# Genuine Vintage Or Old Franken?



## Smart Stig (Mar 27, 2010)

Various family members going through jewellery boxes to cash in on the current high gold price turns up this odd little vintage piece originally owned by my grandmother and possibly her mother before - an Ingersoll dial and movement in a case marked RWC Ltd, which I've only seen in Rolex (i.e. Rolex Watch Company).



















Case markings are R.W.C Ltd, and 18kt import marks for Glasgow 1926. Movement is marked "15 JEWELS SWISS" and has a decent quality engine turned finish on the plates. As well as the back cover hinging, the crystal is hinged too.

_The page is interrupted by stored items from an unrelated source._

use sea_orm::entity::prelude::*;

#[derive(Clone, Debug, PartialEq, DeriveEntityModel)]
#[sea_orm(table_name = "discounts")]
pub struct Model {
    #[sea_orm(primary_key)]
    pub id: i64,
    pub retailer_id: i64,
    #[sea_orm(column_type = "Text")]
    pub description: String,
    #[sea_orm(unique)]
    pub discount_code: String,
    pub discount_value: f64,
    pub is_active: bool,
    pub expiration_date: DateTimeUtc,
    pub latitude: f64,
    pub longitude: f64,
    pub created_at: DateTimeUtc,
    pub updated_at: DateTimeUtc,
}

#[derive(Copy, Clone, Debug, EnumIter, DeriveRelation)]
pub enum Relation {
    #[sea_orm(
        belongs_to = "super::retailer::Entity",
        from = "Column::RetailerId",
        to = "super::retailer::Column::Id",
        on_update = "NoAction",
        on_delete = "Cascade"
    )]
    Retailer,
}

impl Related<super::retailer::Entity> for Entity {
    fn to() -> RelationDef {
        Relation::Retailer.def()
    }
}

impl ActiveModelBehavior for ActiveModel {}
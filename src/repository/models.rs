use chrono::{DateTime, Utc};
use serde::{Deserialize, Serialize};

use crate::utils::geo::Coordinate;

/// 商家记录
#[derive(Debug, Clone, PartialEq, Serialize, Deserialize)]
pub struct Retailer {
    pub id: i64,
    pub name: String,
    pub contact_info: Option<String>,
    pub coordinate: Coordinate,
    pub created_at: DateTime<Utc>,
    pub updated_at: DateTime<Utc>,
}

/// 折扣记录
#[derive(Debug, Clone, PartialEq, Serialize, Deserialize)]
pub struct Discount {
    pub id: i64,
    pub retailer_id: i64,
    pub description: String,
    /// 全局唯一的折扣码
    pub discount_code: String,
    pub discount_value: f64,
    pub is_active: bool,
    pub expiration_date: DateTime<Utc>,
    pub coordinate: Coordinate,
    pub created_at: DateTime<Utc>,
    pub updated_at: DateTime<Utc>,
}

/// 新建商家（id 和时间戳由后端生成）
#[derive(Debug, Clone, Serialize, Deserialize)]
pub struct NewRetailer {
    pub name: String,
    pub contact_info: Option<String>,
    pub coordinate: Coordinate,
}

/// 新建折扣（id 和时间戳由后端生成）
#[derive(Debug, Clone, Serialize, Deserialize)]
pub struct NewDiscount {
    pub retailer_id: i64,
    pub description: String,
    pub discount_code: String,
    pub discount_value: f64,
    #[serde(default = "default_is_active")]
    pub is_active: bool,
    pub expiration_date: DateTime<Utc>,
    pub coordinate: Coordinate,
}

fn default_is_active() -> bool {
    true
}

/// 后端能力描述
#[derive(Debug, Clone, Serialize)]
pub struct StorageConfig {
    pub storage_type: String,
    /// 是否支持 SQL 层的包围盒预过滤
    pub supports_spatial_query: bool,
}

Did RWC make cases that were used by other makers or has someone long ago put the Ingersoll into a Rolex case?

Watch is a non runner at the moment - the balance won't swing at all, but even so it is not going to be going to the big crucible in the sky. Once I know a bit more, a trip to a reputable repairer is probably over due.

Any information or ideas welcomed....

Andrew


----------



## ong (Jul 31, 2008)

My wife inherited a similar watch but Gents in 9ct and un named movement or dial. Got it serviced and discovered that back in the 20s and 30s it was not uncommon for jewellers to import movements and cases separately then assemble the watches inhouse.

Allegedly the idea was to give a choice of movement and case but this is about the extent of my knowledge in the subject.

Hope of some use

Ong


----------



## chris l (Aug 5, 2005)

I believe that there were also advantages, in terms of import duty, in bringing in movements alone.


----------



## ong (Jul 31, 2008)

Yes , I seem to recall something about that. Along the lines of movements being classed as spares rather than complete units. I asked my wife about the origins of her watch and she said that her Grandad bought it in the 1930s from a 'watchmaker'in the City of London ( about where the gherkin is now. Unfortunately I don't have a picture but the movement is Rotary and the case is unidentified


----------



## Smart Stig (Mar 27, 2010)

I was aware of the import duty thing - like the old loopholes that meant you could export or import cars as "machine parts" at lower duty by removing enough bits to qualify as CKD!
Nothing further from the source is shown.